== DATA SHOWN ==
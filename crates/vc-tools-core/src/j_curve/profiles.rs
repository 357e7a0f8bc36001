use rust_decimal::Decimal;
use rust_decimal_macros::dec;
use serde::{Deserialize, Serialize};

use crate::types::{Money, Multiple, Rate};

/// Entry stage of a portfolio company.
#[derive(Debug, Clone, Copy, PartialEq, Eq, Hash, Serialize, Deserialize)]
pub enum Stage {
    Seed,
    SeriesA,
    SeriesB,
}

impl Stage {
    /// Deployment order used by the simulator.
    pub const ALL: [Stage; 3] = [Stage::Seed, Stage::SeriesA, Stage::SeriesB];

    pub fn label(self) -> &'static str {
        match self {
            Stage::Seed => "Seed",
            Stage::SeriesA => "Series A",
            Stage::SeriesB => "Series B",
        }
    }
}

/// One outcome of the exit distribution.
#[derive(Debug, Clone, PartialEq, Eq, Hash, Serialize, Deserialize)]
pub struct ExitBucket {
    pub probability: Rate,
    pub multiple: Multiple,
}

/// Check sizes ($K), follow-on timing (months), survival and exit outcomes
/// for companies entering at one stage.
#[derive(Debug, Clone, PartialEq, Eq, Hash, Serialize, Deserialize)]
pub struct StageProfile {
    pub initial_check: Money,
    pub follow_on_to_a: Money,
    pub follow_on_to_b: Money,
    pub survival_to_a: Rate,
    pub survival_to_b: Rate,
    pub survival_to_exit: Rate,
    pub time_to_a: u32,
    pub time_to_b: u32,
    pub time_to_exit: u32,
    pub exit_distribution: Vec<ExitBucket>,
}

fn buckets(pairs: &[(Decimal, Decimal)]) -> Vec<ExitBucket> {
    pairs
        .iter()
        .map(|&(probability, multiple)| ExitBucket {
            probability,
            multiple,
        })
        .collect()
}

impl StageProfile {
    pub fn seed() -> Self {
        Self {
            initial_check: dec!(500),
            follow_on_to_a: dec!(1500),
            follow_on_to_b: dec!(4000),
            survival_to_a: dec!(0.40),
            survival_to_b: dec!(0.65),
            survival_to_exit: dec!(0.70),
            time_to_a: 18,
            time_to_b: 36,
            time_to_exit: 84,
            exit_distribution: buckets(&[
                (dec!(0.60), dec!(0)),
                (dec!(0.20), dec!(2)),
                (dec!(0.12), dec!(8)),
                (dec!(0.06), dec!(15)),
                (dec!(0.02), dec!(30)),
            ]),
        }
    }

    pub fn series_a() -> Self {
        Self {
            initial_check: dec!(2000),
            follow_on_to_a: dec!(0),
            follow_on_to_b: dec!(5000),
            survival_to_a: dec!(1.0),
            survival_to_b: dec!(0.55),
            survival_to_exit: dec!(0.75),
            time_to_a: 0,
            time_to_b: 20,
            time_to_exit: 60,
            exit_distribution: buckets(&[
                (dec!(0.50), dec!(0)),
                (dec!(0.25), dec!(1.5)),
                (dec!(0.15), dec!(5)),
                (dec!(0.08), dec!(10)),
                (dec!(0.02), dec!(18)),
            ]),
        }
    }

    pub fn series_b() -> Self {
        Self {
            initial_check: dec!(5000),
            follow_on_to_a: dec!(0),
            follow_on_to_b: dec!(0),
            survival_to_a: dec!(1.0),
            survival_to_b: dec!(1.0),
            survival_to_exit: dec!(0.65),
            time_to_a: 0,
            time_to_b: 0,
            time_to_exit: 42,
            exit_distribution: buckets(&[
                (dec!(0.40), dec!(0)),
                (dec!(0.30), dec!(1.2)),
                (dec!(0.20), dec!(3)),
                (dec!(0.08), dec!(6)),
                (dec!(0.02), dec!(12)),
            ]),
        }
    }

    /// Probability-weighted exit multiple.
    pub fn expected_multiple(&self) -> Multiple {
        self.exit_distribution
            .iter()
            .map(|b| b.probability * b.multiple)
            .sum()
    }

    pub fn probability_total(&self) -> Rate {
        self.exit_distribution.iter().map(|b| b.probability).sum()
    }
}

/// Profiles for all three entry stages.
#[derive(Debug, Clone, PartialEq, Eq, Hash, Serialize, Deserialize)]
pub struct StageProfiles {
    pub seed: StageProfile,
    pub series_a: StageProfile,
    pub series_b: StageProfile,
}

impl Default for StageProfiles {
    fn default() -> Self {
        Self {
            seed: StageProfile::seed(),
            series_a: StageProfile::series_a(),
            series_b: StageProfile::series_b(),
        }
    }
}

impl StageProfiles {
    pub fn get(&self, stage: Stage) -> &StageProfile {
        match stage {
            Stage::Seed => &self.seed,
            Stage::SeriesA => &self.series_a,
            Stage::SeriesB => &self.series_b,
        }
    }
}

== WORK REQUIRED ==
Scan the listing above and identify each line holding the string "struct"; copy every such line.

== TASK SOLUTION ==
pub struct ExitBucket {
pub struct StageProfile {
pub struct StageProfiles {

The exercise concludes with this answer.